It is tempting to scoff at these preestablished patterns as undermining the creativity of designers, but designers follow a long tradition of using templates or patterns as starting points for designs. Medieval book illustrators kept pattern books with examples of elaborate page decorations, early equivalents of word processing templates. Carpenters used wood or steel stencils that could be drawn around to define a shape. Tailors used paper patterns to cut cloth for a garment’s components. All these patterns could be adapted to suit particular circumstances. Design in the digital age is still guided by patterns.

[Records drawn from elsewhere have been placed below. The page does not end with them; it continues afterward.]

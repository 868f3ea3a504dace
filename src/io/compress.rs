// SPDX-FileCopyrightText: 2026 ArcheBase
//
// SPDX-License-Identifier: MulanPSL-2.0

//! Block compression for chunk writing.
//!
//! Wraps the compression primitives behind the writer's chunk contract:
//! a raw block of serialized records goes in, an algorithm tag and the
//! compressed block come out. The tag is written inline into each chunk
//! record, so readers never need out-of-band knowledge.
//!
//! Decompression is not handled here; reading goes through the mcap
//! crate, which carries its own decompressors.

use crate::core::{Result, SliceError};

/// Default zstd compression level: fast with a reasonable ratio.
const DEFAULT_ZSTD_LEVEL: i32 = 3;

/// Block compression algorithm for output chunks.
///
/// One run uses one fixed algorithm for all of its chunks.
#[derive(Debug, Clone, Copy, PartialEq, Eq)]
pub enum BlockCompression {
    /// Zstandard at the given level
    Zstd(i32),
    /// LZ4 frame encoding
    Lz4,
    /// No compression
    None,
}

impl BlockCompression {
    /// Zstd at the default level.
    pub fn zstd() -> Self {
        BlockCompression::Zstd(DEFAULT_ZSTD_LEVEL)
    }

    /// The MCAP compression tag advertised in chunk records.
    pub fn tag(&self) -> &'static str {
        match self {
            BlockCompression::Zstd(_) => "zstd",
            BlockCompression::Lz4 => "lz4",
            BlockCompression::None => "",
        }
    }

    /// Compress one block of chunk data.
    ///
    /// Returns the algorithm tag and the compressed bytes. Deterministic
    /// for the same input within one run. A fault here is fatal to the
    /// output file being written.
    pub fn compress(&self, raw: &[u8]) -> Result<(&'static str, Vec<u8>)> {
        let compressed = match self {
            BlockCompression::Zstd(level) => zstd::bulk::compress(raw, *level)
                .map_err(|e| SliceError::compression("zstd", e.to_string()))?,
            BlockCompression::Lz4 => {
                use std::io::Write as _;
                let mut encoder = lz4_flex::frame::FrameEncoder::new(Vec::new());
                encoder
                    .write_all(raw)
                    .map_err(|e| SliceError::compression("lz4", e.to_string()))?;
                encoder
                    .finish()
                    .map_err(|e| SliceError::compression("lz4", e.to_string()))?
            }
            BlockCompression::None => raw.to_vec(),
        };
        Ok((self.tag(), compressed))
    }
}

impl Default for BlockCompression {
    fn default() -> Self {
        Self::zstd()
    }
}
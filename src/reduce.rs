// SPDX-FileCopyrightText: 2026 ArcheBase
//
// SPDX-License-Identifier: MulanPSL-2.0

//! Channel-deduplicating reducer.
//!
//! Produces a copy of the source that keeps at most one message per
//! channel: the first in read order. Unlike the splitter, the reducer
//! copies the **entire** schema and channel namespace eagerly, before
//! any message is read, so the output's tables are in bijection with the
//! source's even for channels that never emit.
//!
//! Dedup policy: first message only, permanently closed. Once a channel
//! has emitted, later messages on it are dropped no matter how many
//! arrive. Membership in the emitted set is the sole source of truth.

use std::collections::HashSet;
use std::path::{Path, PathBuf};

use tracing::debug;

use crate::core::{Result, SliceError};
use crate::io::compress::BlockCompression;
use crate::io::reader::IndexedMcapReader;
use crate::io::writer::{McapWriter, WriterOptions};
use crate::remap::RemapTable;

/// Suffix appended to the input's base name for the output file.
const REDUCED_SUFFIX: &str = "_reduced.mcap";

/// Options for a reduce run.
#[derive(Debug, Clone)]
pub struct ReduceOptions {
    /// Chunk compression for the output file
    pub compression: BlockCompression,
    /// Uncompressed chunk size threshold in bytes
    pub target_chunk_size: usize,
}

impl Default for ReduceOptions {
    fn default() -> Self {
        let writer_defaults = WriterOptions::default();
        Self {
            compression: writer_defaults.compression,
            target_chunk_size: writer_defaults.target_chunk_size,
        }
    }
}

/// Statistics for one reduce run.
#[derive(Debug, Clone, Default)]
pub struct ReduceStats {
    /// Schemas copied into the output
    pub schema_count: usize,
    /// Channels copied into the output
    pub channel_count: usize,
    /// Messages read from the source
    pub message_count: u64,
    /// Messages forwarded (at most one per channel)
    pub written_count: u64,
    /// Messages dropped because their channel had already emitted
    pub dropped_count: u64,
    /// Messages skipped because their channel was missing from the
    /// source channel table
    pub dangling_count: u64,
    /// Path of the output file
    pub output: PathBuf,
}

/// Channel-deduplicating reducer.
pub struct ChannelReducer {
    options: ReduceOptions,
}

impl ChannelReducer {
    /// Create a reducer with default options.
    pub fn new() -> Self {
        Self::with_options(ReduceOptions::default())
    }

    /// Create a reducer with custom options.
    pub fn with_options(options: ReduceOptions) -> Self {
        Self { options }
    }

    /// Reduce one input, writing `<basename>_reduced.mcap` into the
    /// current working directory.
    pub fn reduce<P: AsRef<Path>>(&self, input: P) -> Result<ReduceStats> {
        let input = input.as_ref();
        let output = std::env::current_dir()?.join(reduced_file_name(input)?);
        self.reduce_to(input, &output)
    }

    /// Reduce one input into the given output path.
    pub fn reduce_to<P: AsRef<Path>>(&self, input: P, output: &Path) -> Result<ReduceStats> {
        let reader = IndexedMcapReader::open(input.as_ref())?;

        let mut writer = McapWriter::create(
            output,
            WriterOptions {
                compression: self.options.compression,
                target_chunk_size: self.options.target_chunk_size,
                ..WriterOptions::for_profile("reduce-channels")
            },
        )?;

        let mut remap = RemapTable::new();

        // Copy the whole namespace eagerly, in ascending source-id order,
        // independent of whether any message references it.
        for schema in reader.schemas().values() {
            remap.ensure_schema(&mut writer, schema)?;
        }
        for channel in reader.channels().values() {
            let output_schema_id = remap.schema_id(channel.schema_id).unwrap_or(0);
            remap.ensure_channel(&mut writer, channel, output_schema_id)?;
        }

        let mut stats = ReduceStats {
            schema_count: remap.schema_count(),
            channel_count: remap.channel_count(),
            output: output.to_path_buf(),
            ..ReduceStats::default()
        };

        let mut emitted: HashSet<u16> = HashSet::new();

        for result in reader.messages()? {
            let message = result?;
            stats.message_count += 1;

            let output_channel_id = match remap.channel_id(message.channel_id) {
                Some(id) => id,
                None => {
                    stats.dangling_count += 1;
                    continue;
                }
            };

            if emitted.insert(output_channel_id) {
                writer.write_message(
                    output_channel_id,
                    message.sequence,
                    message.log_time,
                    message.publish_time,
                    &message.data,
                )?;
                stats.written_count += 1;
            } else {
                stats.dropped_count += 1;
            }
        }

        writer.finish()?;

        debug!(
            context = "reduce",
            channels = stats.channel_count,
            written = stats.written_count,
            dropped = stats.dropped_count,
            "Reduce complete"
        );

        Ok(stats)
    }
}

impl Default for ChannelReducer {
    fn default() -> Self {
        Self::new()
    }
}

/// Convenience function to reduce an input with default options.
pub fn reduce_channels<P: AsRef<Path>>(input: P) -> Result<ReduceStats> {
    ChannelReducer::new().reduce(input)
}

/// The output file name for an input: its base name with the extension
/// replaced by `_reduced.mcap`.
fn reduced_file_name(input: &Path) -> Result<String> {
    let stem = input
        .file_stem()
        .ok_or_else(|| SliceError::open(input.to_string_lossy(), "Input has no file name"))?;
    Ok(format!("{}{}", stem.to_string_lossy(), REDUCED_SUFFIX))
}

#[cfg(test)]
mod tests {
    use super::*;

    #[test]
    fn test_reduced_file_name_replaces_extension() {
        assert_eq!(
            reduced_file_name(Path::new("log.mcap")).unwrap(),
            "log_reduced.mcap"
        );
    }

    #[test]
    fn test_reduced_file_name_drops_directories() {
        assert_eq!(
            reduced_file_name(Path::new("/data/runs/run_7.mcap")).unwrap(),
            "run_7_reduced.mcap"
        );
    }
}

A word processing template, then, embodies rules for margins, fonts, page format and colours. A carpenter’s stencil embodies rules for the shape that will be cut if the stencil outline is followed. But the pattern may not encompass all the rules that define our design. Equally, the pattern may include rules that do not fit in our design.
Figure 1.5 Traditional wooden gulou (meeting hall) in Shanjiang, China, built with the Lu Ban style rule system. Courtesy of Dean Bruton.

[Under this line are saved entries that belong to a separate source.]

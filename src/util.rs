//! Bit and byte plumbing shared by every decoder.
//!
//! All bit offsets are big-endian: bit 0 is the most significant bit of byte 0, which is
//! how both the OV-chip layouts and the HSL/CEPAS field tables number them.
use byteorder::{BigEndian, ByteOrder};
use std::fmt;

use crate::Result;

/// Extracts `length` bits starting at `start_bit` as an unsigned integer.
///
/// # Panics
///
/// If the span runs past the end of `buffer`, or `length` is more than 64.
pub fn get_bits(buffer: &[u8], start_bit: usize, length: usize) -> u64 {
    assert!(length <= 64, "can't extract {} bits into a u64", length);
    if length == 0 {
        return 0;
    }

    let end_bit = start_bit + length - 1;
    let (start_byte, start_off) = (start_bit / 8, start_bit % 8);
    let (end_byte, end_off) = (end_bit / 8, end_bit % 8);

    if start_byte == end_byte {
        let v = u64::from(buffer[end_byte] >> (7 - end_off));
        return v & (0xFF >> (8 - length));
    }

    // Low bits of the first byte, whole middle bytes, then the top of the last byte.
    let mut value = u64::from(buffer[start_byte] & (0xFF >> start_off));
    for b in &buffer[start_byte + 1..end_byte] {
        value = (value << 8) | u64::from(*b);
    }
    (value << (end_off + 1)) | u64::from(buffer[end_byte] >> (7 - end_off))
}

/// Inverse of [`get_bits`]; overwrites `length` bits at `start_bit` with the low bits of `value`.
///
/// # Panics
///
/// Same conditions as [`get_bits`].
pub fn set_bits(buffer: &mut [u8], start_bit: usize, length: usize, value: u64) {
    assert!(length <= 64, "can't insert {} bits from a u64", length);
    for i in 0..length {
        let bit = start_bit + i;
        let mask = 0x80 >> (bit % 8);
        if (value >> (length - 1 - i)) & 1 == 1 {
            buffer[bit / 8] |= mask;
        } else {
            buffer[bit / 8] &= !mask;
        }
    }
}

/// Extracts `length` bits starting at bit `start` (counted from the LSB) of an integer.
pub fn get_bits_from_int(value: u64, start: u32, length: u32) -> u64 {
    (value >> start) & ((1u64 << length) - 1)
}

/// Recovers a signed value from a two's complement field whose sign bit is `highest_bit`.
pub fn to_signed_twos_complement(value: u64, highest_bit: u32) -> i64 {
    debug_assert!(highest_bit < 63);
    if (value >> highest_bit) & 1 == 0 {
        return value as i64;
    }
    let inverted = value ^ ((2u64 << highest_bit) - 1);
    -(1 + inverted as i64)
}

/// Decodes a single packed BCD byte, eg. 0x42 -> 42.
pub fn bcd_to_int(b: u8) -> u32 {
    u32::from((b >> 4) & 0x0F) * 10 + u32::from(b & 0x0F)
}

/// Reads a big-endian unsigned integer of 1-8 bytes. An empty slice reads as 0.
///
/// # Panics
///
/// If `data` is longer than 8 bytes.
pub fn be_uint(data: &[u8]) -> u64 {
    match data.len() {
        0 => 0,
        n => BigEndian::read_uint(data, n),
    }
}

/// Reads a big-endian signed integer of 1-8 bytes, sign-extended from its top bit.
pub fn be_int(data: &[u8]) -> i64 {
    match data.len() {
        0 => 0,
        n => BigEndian::read_int(data, n),
    }
}

/// Walks a bit-packed record field by field.
///
/// OV-chip records announce which fields are present in a leading bitmask; the cursor
/// lets decoders consume those fields in order without tracking offsets by hand.
#[derive(Debug, Clone)]
pub struct BitCursor<'a> {
    data: &'a [u8],
    pos: usize,
}

impl<'a> BitCursor<'a> {
    pub fn new(data: &'a [u8], pos: usize) -> Self {
        Self { data, pos }
    }

    pub fn position(&self) -> usize {
        self.pos
    }

    pub fn read(&mut self, length: usize) -> u64 {
        let v = get_bits(self.data, self.pos, length);
        self.pos += length;
        v
    }

    /// Reads the field only if its presence bit is set.
    pub fn read_if(&mut self, present: bool, length: usize) -> Option<u64> {
        present.then(|| self.read(length))
    }

    pub fn skip(&mut self, length: usize) {
        self.pos += length;
    }
}

/// An owned, immutable chunk of card data.
#[derive(Default, Clone, PartialEq, Eq, Hash)]
pub struct ByteArray(Vec<u8>);

impl ByteArray {
    pub fn from_hex(s: &str) -> Result<Self> {
        Ok(Self(hex::decode(s)?))
    }

    pub fn to_hex(&self) -> String {
        hex::encode(&self.0)
    }

    pub fn get_bits(&self, start_bit: usize, length: usize) -> u64 {
        get_bits(&self.0, start_bit, length)
    }

    pub fn into_inner(self) -> Vec<u8> {
        self.0
    }
}

impl std::ops::Deref for ByteArray {
    type Target = [u8];

    fn deref(&self) -> &[u8] {
        &self.0
    }
}

impl AsRef<[u8]> for ByteArray {
    fn as_ref(&self) -> &[u8] {
        &self.0
    }
}

impl From<Vec<u8>> for ByteArray {
    fn from(v: Vec<u8>) -> Self {
        Self(v)
    }
}

impl From<&[u8]> for ByteArray {
    fn from(v: &[u8]) -> Self {
        Self(v.to_vec())
    }
}

impl fmt::Debug for ByteArray {
    fn fmt(&self, f: &mut fmt::Formatter<'_>) -> fmt::Result {
        write!(f, "ByteArray({})", hex::encode_upper(&self.0))
    }
}

impl fmt::Display for ByteArray {
    fn fmt(&self, f: &mut fmt::Formatter<'_>) -> fmt::Result {
        f.write_str(&hex::encode_upper(&self.0))
    }
}
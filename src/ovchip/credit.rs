use crate::errors::ensure_len;
use crate::util::get_bits;
use crate::Result;

/// The current balance, and whether the card has been blocked.
#[derive(Debug, Clone, Copy, PartialEq, Eq)]
pub struct OvcCredit {
    pub banbits: u16,
    pub id: u16,
    pub credit_id: u16,
    /// Cents.
    pub credit: i32,
}

impl OvcCredit {
    pub const LEN: usize = 16;

    pub fn parse(data: &[u8]) -> Result<Self> {
        ensure_len("OV-chip credit", data, Self::LEN)?;
        let mut credit = get_bits(data, 78, 15) as i32;
        // The sign lives outside the field, in the bit just before it.
        if data[9] & 0x04 != 0x04 {
            credit = -(credit ^ 0x7FFF);
        }
        Ok(Self {
            banbits: get_bits(data, 0, 9) as u16,
            id: get_bits(data, 9, 12) as u16,
            credit_id: get_bits(data, 56, 12) as u16,
            credit,
        })
    }

    pub fn is_banned(&self) -> bool {
        self.banbits & 0xC0 == 0xC0
    }
}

Figure 1.6 Stills from Chronograph by Tal Rosner and C.E.B. Reas (2011), a dynamic digital mural projected on the wall of the New World Centre, Miami, USA. Courtesy of Casey Reas and Tal Rosner.
In every aspect of life, we tend to start doing whatever it is by following a pattern we have seen or experienced before and then adapting the pattern to suit the situation. It is as if there is a rule that in this situation we use that pattern.
In the early ambitious days of artificial intelligence, rule-based frames and scripts were written to formalize such patterns, so that what we do intuitively could be emulated by computers. But of course, days and situations are not identical. We adapt the pattern to suit the circumstances. While encoding the rules in frames and scripts was relatively easy, recognizing when they apply and how they need to be adapted was and can still be difficult.
In digital design, some of these patterns are drawn directly from precedents in the field of design in which we are engaged. If we are designing something, we look at precedents: if we are designing a Web site, we look for precedents in other Web sites; if we are designing a tap, we look at precedents of other taps.
Architects find patterns in space and construction handbooks, graphic designers in the established styles of fonts, page layouts and image formats. These are precedents, too. They share the characteristic of being whole or partial solutions, pointing to possible ways of doing things (Alexander et al. 1977).
In digital design, we might take a pattern for a Web site from a book, a tree or a river, as well as from another Web site. We might take a pattern for a digital game from a physical sport, a board game or a phenomenon in life that is not usually regarded as a game. Everything we see around us is a potential pattern for our work. If we look at the world with eyes that see patterns, we will build up our own storehouse of unusual patterns that might be relevant for our future designs.
We will see that taking a pattern from one field and using it in another field is one kind of creative action.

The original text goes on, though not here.